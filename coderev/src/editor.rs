//! Multi-line text buffer behind the "Your Code" panel.
//!
//! The buffer is a `Vec<String>` of lines (never empty) with a char-indexed
//! cursor. `version` increases on every content change so the renderer can
//! cache syntax highlighting and the app can push the text into the review
//! session only when it actually changed.
//!
//! Tabs are stored as spaces and `\r\n` / `\r` are normalised to `\n`: the
//! terminal renders neither tabs nor carriage returns predictably.

const TAB: &str = "    ";

/// Text buffer with a cursor.
#[derive(Debug, Clone)]
pub struct Editor {
    lines: Vec<String>,
    row: usize,
    col: usize,
    /// First visible line; kept so the cursor stays in view.
    scroll: usize,
    version: u64,
}

impl Default for Editor {
    fn default() -> Self {
        Self {
            lines: vec![String::new()],
            row: 0,
            col: 0,
            scroll: 0,
            version: 0,
        }
    }
}

/// Byte offset of char index `col` in `line`, clamped to the line end.
fn byte_idx(line: &str, col: usize) -> usize {
    line.char_indices()
        .nth(col)
        .map(|(i, _)| i)
        .unwrap_or(line.len())
}

fn char_len(line: &str) -> usize {
    line.chars().count()
}

impl Editor {
    /// Full buffer contents joined with `\n`.
    pub fn text(&self) -> String {
        self.lines.join("\n")
    }

    /// True when the buffer holds no characters at all.
    pub fn is_empty(&self) -> bool {
        self.lines.len() == 1 && self.lines[0].is_empty()
    }

    /// Buffer lines, never empty.
    pub fn lines(&self) -> &[String] {
        &self.lines
    }

    /// Cursor as (row, char column).
    pub fn cursor(&self) -> (usize, usize) {
        (self.row, self.col)
    }

    /// First visible line.
    pub fn scroll(&self) -> usize {
        self.scroll
    }

    /// Content version; bumps on every edit.
    pub fn version(&self) -> u64 {
        self.version
    }

    fn touch(&mut self) {
        self.version += 1;
    }

    /// Inserts one character at the cursor. `\n` splits the line.
    pub fn insert_char(&mut self, c: char) {
        match c {
            '\n' | '\r' => self.newline(),
            '\t' => self.insert_str(TAB),
            c => {
                let line = &mut self.lines[self.row];
                let at = byte_idx(line, self.col);
                line.insert(at, c);
                self.col += 1;
                self.touch();
            }
        }
    }

    /// Inserts arbitrary text at the cursor (paste).
    pub fn insert_str(&mut self, text: &str) {
        if text.is_empty() {
            return;
        }
        let normalised = text.replace("\r\n", "\n").replace('\r', "\n").replace('\t', TAB);
        let line = &mut self.lines[self.row];
        let at = byte_idx(line, self.col);
        let tail = line.split_off(at);

        let mut pieces = normalised.split('\n');
        // split always yields at least one piece.
        let first = pieces.next().unwrap_or_default();
        self.lines[self.row].push_str(first);
        let mut last_len = char_len(first) + self.col;
        for piece in pieces {
            self.row += 1;
            self.lines.insert(self.row, piece.to_owned());
            last_len = char_len(piece);
        }
        self.col = last_len;
        self.lines[self.row].push_str(&tail);
        self.touch();
    }

    /// Splits the current line at the cursor.
    pub fn newline(&mut self) {
        let line = &mut self.lines[self.row];
        let at = byte_idx(line, self.col);
        let tail = line.split_off(at);
        self.row += 1;
        self.col = 0;
        self.lines.insert(self.row, tail);
        self.touch();
    }

    /// Deletes the character before the cursor, joining lines at column 0.
    pub fn backspace(&mut self) {
        if self.col > 0 {
            let line = &mut self.lines[self.row];
            let at = byte_idx(line, self.col - 1);
            line.remove(at);
            self.col -= 1;
            self.touch();
        } else if self.row > 0 {
            let current = self.lines.remove(self.row);
            self.row -= 1;
            self.col = char_len(&self.lines[self.row]);
            self.lines[self.row].push_str(&current);
            self.touch();
        }
    }

    /// Deletes the character under the cursor, joining lines at line end.
    pub fn delete(&mut self) {
        let len = char_len(&self.lines[self.row]);
        if self.col < len {
            let line = &mut self.lines[self.row];
            let at = byte_idx(line, self.col);
            line.remove(at);
            self.touch();
        } else if self.row + 1 < self.lines.len() {
            let next = self.lines.remove(self.row + 1);
            self.lines[self.row].push_str(&next);
            self.touch();
        }
    }

    /// Empties the buffer.
    pub fn clear(&mut self) {
        if self.is_empty() {
            return;
        }
        *self = Self {
            version: self.version + 1,
            ..Self::default()
        };
    }

    pub fn move_left(&mut self) {
        if self.col > 0 {
            self.col -= 1;
        } else if self.row > 0 {
            self.row -= 1;
            self.col = char_len(&self.lines[self.row]);
        }
    }

    pub fn move_right(&mut self) {
        if self.col < char_len(&self.lines[self.row]) {
            self.col += 1;
        } else if self.row + 1 < self.lines.len() {
            self.row += 1;
            self.col = 0;
        }
    }

    pub fn move_up(&mut self) {
        if self.row > 0 {
            self.row -= 1;
            self.col = self.col.min(char_len(&self.lines[self.row]));
        }
    }

    pub fn move_down(&mut self) {
        if self.row + 1 < self.lines.len() {
            self.row += 1;
            self.col = self.col.min(char_len(&self.lines[self.row]));
        }
    }

    pub fn move_home(&mut self) {
        self.col = 0;
    }

    pub fn move_end(&mut self) {
        self.col = char_len(&self.lines[self.row]);
    }

    /// Scrolls the view by `delta` lines without moving the cursor.
    pub fn scroll_by(&mut self, delta: isize) {
        let max = self.lines.len().saturating_sub(1);
        self.scroll = self.scroll.saturating_add_signed(delta).min(max);
    }

    /// Adjusts `scroll` so the cursor row is inside a viewport of `height` rows.
    pub fn keep_cursor_visible(&mut self, height: usize) {
        if height == 0 {
            return;
        }
        if self.row < self.scroll {
            self.scroll = self.row;
        } else if self.row >= self.scroll + height {
            self.scroll = self.row + 1 - height;
        }
    }
}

◆ ◆ ◆ ◆

> [Exercise] Look above for the line with "pub fn delete(&mut"; retype exactly that line, every line after it up to the line with "the cursor row", and that line too, nothing else.

> [Written solution]
    pub fn delete(&mut self) {
        let len = char_len(&self.lines[self.row]);
        if self.col < len {
            let line = &mut self.lines[self.row];
            let at = byte_idx(line, self.col);
            line.remove(at);
            self.touch();
        } else if self.row + 1 < self.lines.len() {
            let next = self.lines.remove(self.row + 1);
            self.lines[self.row].push_str(&next);
            self.touch();
        }
    }

    /// Empties the buffer.
    pub fn clear(&mut self) {
        if self.is_empty() {
            return;
        }
        *self = Self {
            version: self.version + 1,
            ..Self::default()
        };
    }

    pub fn move_left(&mut self) {
        if self.col > 0 {
            self.col -= 1;
        } else if self.row > 0 {
            self.row -= 1;
            self.col = char_len(&self.lines[self.row]);
        }
    }

    pub fn move_right(&mut self) {
        if self.col < char_len(&self.lines[self.row]) {
            self.col += 1;
        } else if self.row + 1 < self.lines.len() {
            self.row += 1;
            self.col = 0;
        }
    }

    pub fn move_up(&mut self) {
        if self.row > 0 {
            self.row -= 1;
            self.col = self.col.min(char_len(&self.lines[self.row]));
        }
    }

    pub fn move_down(&mut self) {
        if self.row + 1 < self.lines.len() {
            self.row += 1;
            self.col = self.col.min(char_len(&self.lines[self.row]));
        }
    }

    pub fn move_home(&mut self) {
        self.col = 0;
    }

    pub fn move_end(&mut self) {
        self.col = char_len(&self.lines[self.row]);
    }

    /// Scrolls the view by `delta` lines without moving the cursor.
    pub fn scroll_by(&mut self, delta: isize) {
        let max = self.lines.len().saturating_sub(1);
        self.scroll = self.scroll.saturating_add_signed(delta).min(max);
    }

    /// Adjusts `scroll` so the cursor row is inside a viewport of `height` rows.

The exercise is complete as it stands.